» Exercise material
────────

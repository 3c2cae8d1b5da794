//! Toy records and the document store that holds them.

pub mod error;
pub mod query;
pub mod store;
pub mod surreal;
pub mod types;

pub use error::{Result, StoreError};
pub use query::{ListQuery, SortDirection, SortSpec};
pub use store::ToyStore;
pub use surreal::SurrealToyStore;
pub use types::{DeleteAck, InsertAck, TOYS_TABLE, Toy, ToyId, UpdateAck, strip_identity};
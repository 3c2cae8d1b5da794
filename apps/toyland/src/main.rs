#[tokio::main]
async fn main() -> anyhow::Result<()> {
    toyland_server::run_server().await
}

────────

» Your objective
Word for word, repeat every line of the data.

» Response to this exercise
repository 3c2cae8d1b5da794
//! Toy records and the document store that holds them.

pub mod error;
pub mod query;
pub mod store;
pub mod surreal;
pub mod types;

pub use error::{Result, StoreError};
pub use query::{ListQuery, SortDirection, SortSpec};
pub use store::ToyStore;
pub use surreal::SurrealToyStore;
pub use types::{DeleteAck, InsertAck, TOYS_TABLE, Toy, ToyId, UpdateAck, strip_identity};
repository 3c2cae8d1b5da794
filename apps/toyland/src/main.rs
#[tokio::main]
async fn main() -> anyhow::Result<()> {
    toyland_server::run_server().await
}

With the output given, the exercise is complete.